After conducting five experiments in cross-validation, the results of eight different models were evaluated in terms of accuracy, precision, recall, and F1 score. The results are presented in Table 2. TSCA-Net demonstrated the highest performance with accuracy, precision, recall, and F1 score values of 92.66$\%$, 92.77$\%$, 92.70$\%$, and 92.58$\%$, respectively. It was found that EEG-TCNet had the weakest performance among all the compared models. Among the two CNN models, EEG-Net performed slightly better than EEG-TCNet, possibly because of its simpler architecture and ease of training and optimization. Regarding the two RNN models, it was found that LSTM exhibited superior classification performance over GRU. ViT had the lowest performance among the Transformer models, trailing behind the other three models. However, EEG-TCNet achieved the highest accuracy among the CNN models, while ViT had the lowest accuracy among the Transformer models. These findings suggest that Transformer models are more effective than CNN models for recognizing imagined characters.

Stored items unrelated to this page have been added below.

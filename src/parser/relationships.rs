//! The relationship table of a package part.

use std::collections::HashMap;

use crate::error::Result;

/// Namespace of package relationship parts.
pub const RELATIONSHIPS_NS: &str = "http://schemas.openxmlformats.org/package/2006/relationships";

/// A single relationship entry.
#[derive(Debug, Clone, PartialEq, Eq)]
pub struct Relationship {
    /// Relationship id referenced from the part (`r:id`, `r:embed`)
    pub id: String,
    /// Target path or URL
    pub target: String,
    /// Relationship type URI
    pub kind: Option<String>,
    /// Whether the target lives outside the package
    pub external: bool,
}

/// Id to target mapping for one part.
#[derive(Debug, Clone, Default)]
pub struct Relationships {
    entries: HashMap<String, Relationship>,
}

impl Relationships {
    /// An empty table; every lookup misses.
    pub fn new() -> Self {
        Self::default()
    }

    /// Parse a relationship part.
    pub fn parse(xml: &str) -> Result<Self> {
        let doc = roxmltree::Document::parse(xml)?;
        let mut entries = HashMap::new();

        for node in doc.root_element().children() {
            if !node.is_element()
                || node.tag_name().name() != "Relationship"
                || node.tag_name().namespace() != Some(RELATIONSHIPS_NS)
            {
                continue;
            }
            let (Some(id), Some(target)) = (node.attribute("Id"), node.attribute("Target")) else {
                continue;
            };
            let rel = Relationship {
                id: id.to_string(),
                target: target.to_string(),
                kind: node.attribute("Type").map(str::to_string),
                external: node.attribute("TargetMode") == Some("External"),
            };
            // The first entry for an id wins.
            entries.entry(rel.id.clone()).or_insert(rel);
        }

        log::debug!("Loaded {} relationships", entries.len());
        Ok(Self { entries })
    }

    /// Look up a relationship by id.
    pub fn get(&self, id: &str) -> Option<&Relationship> {
        self.entries.get(id)
    }

    /// Number of relationships.
    pub fn len(&self) -> usize {
        self.entries.len()
    }

    /// Check if the table is empty.
    pub fn is_empty(&self) -> bool {
        self.entries.is_empty()
    }
}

Table 3 Cross-validation results of comparative models.

Full size table

The statistical results of comparative models obtained through five-fold cross-validation experiments are shown in Table 3. TSCA-Net achieved the highest mean accuracy and the lowest standard deviation among all five experiments. Moreover, Fig. 2 demonstrates that the lowest accuracy of TSCA-Net is still better than the optimal performance of other comparison models. Overall, TSCA-Net has consistently performed well and outperformed the other comparison models.

Table 4 The precision and recall of TSCA-Net for recognizing 26 characters.

Full size table

From the confusion matrix presented in Fig. 3, we can see that the diagonal elements have the darkest colors. It indicates that TSCA-Net has relatively low error rates for identifying imagery handwritten characters. The model has achieved a remarkable 100$\%$ precision and recall rates for recognizing characters such as ’m’ and ’u’.

To further validate the performance of TSCA-Net, we conducted a comparative analysis of the distribution of the raw characters data and the distribution of extracted with TSCA-Net. In Fig. 4a, the distribution of the 26 letters in the raw dataset appears highly chaotic. Characters belonging to the same category cannot be effectively clustered in a 2D space and exhibit a random distribution. However, in Fig. 4b, it can be observed that after the feature extraction process by TSCA-Net, the 26 letters are distributed into 26 distinct clusters. The letters are tightly clustered within the same group, and the boundaries between groups are distinguishable by different categories.

Table 4 shows the optimal TSCA-Net model used for character signals decoding, which achieved an accuracy rate of 94.30$\%$. The table highlights that the TSCA-Net model delivered exceptional precision and recall rates in predicting characters ’m’ and ’u’, which had a 100$\%$ rate. However, the precision for character ’c’ prediction was the lowest among all the characters, and the recall for character ’r’ prediction was also the lowest. These findings suggest that the proposed TSCA-Net model is a robust and reliable method for decoding MEA signals in imagery handwriting tasks, and it outperforms other models.

Ablation experiments

In the ablation experiments, we analyzed the effect of the TSCA-Net model performance based on three factors: model components, position embedding, and core parameters of multi-head attention.

Ablation experiments of model components

In our experiments evaluating TSCA-Net, we analyzed the impact of three components: TF, SF, and TSCross. Results are presented in Table 5. Our findings show that the absence of the TF has the most significant impact on the accuracy of the TSCA-Net model. The accuracy of the model decreased by 5.69$\%$ compared to the optimal model. Similarly, the absence of the SF component resulted in a decrease of 2.44$\%$ in accuracy, with the TSCA-Net accuracy dropping to 91.86$\%$.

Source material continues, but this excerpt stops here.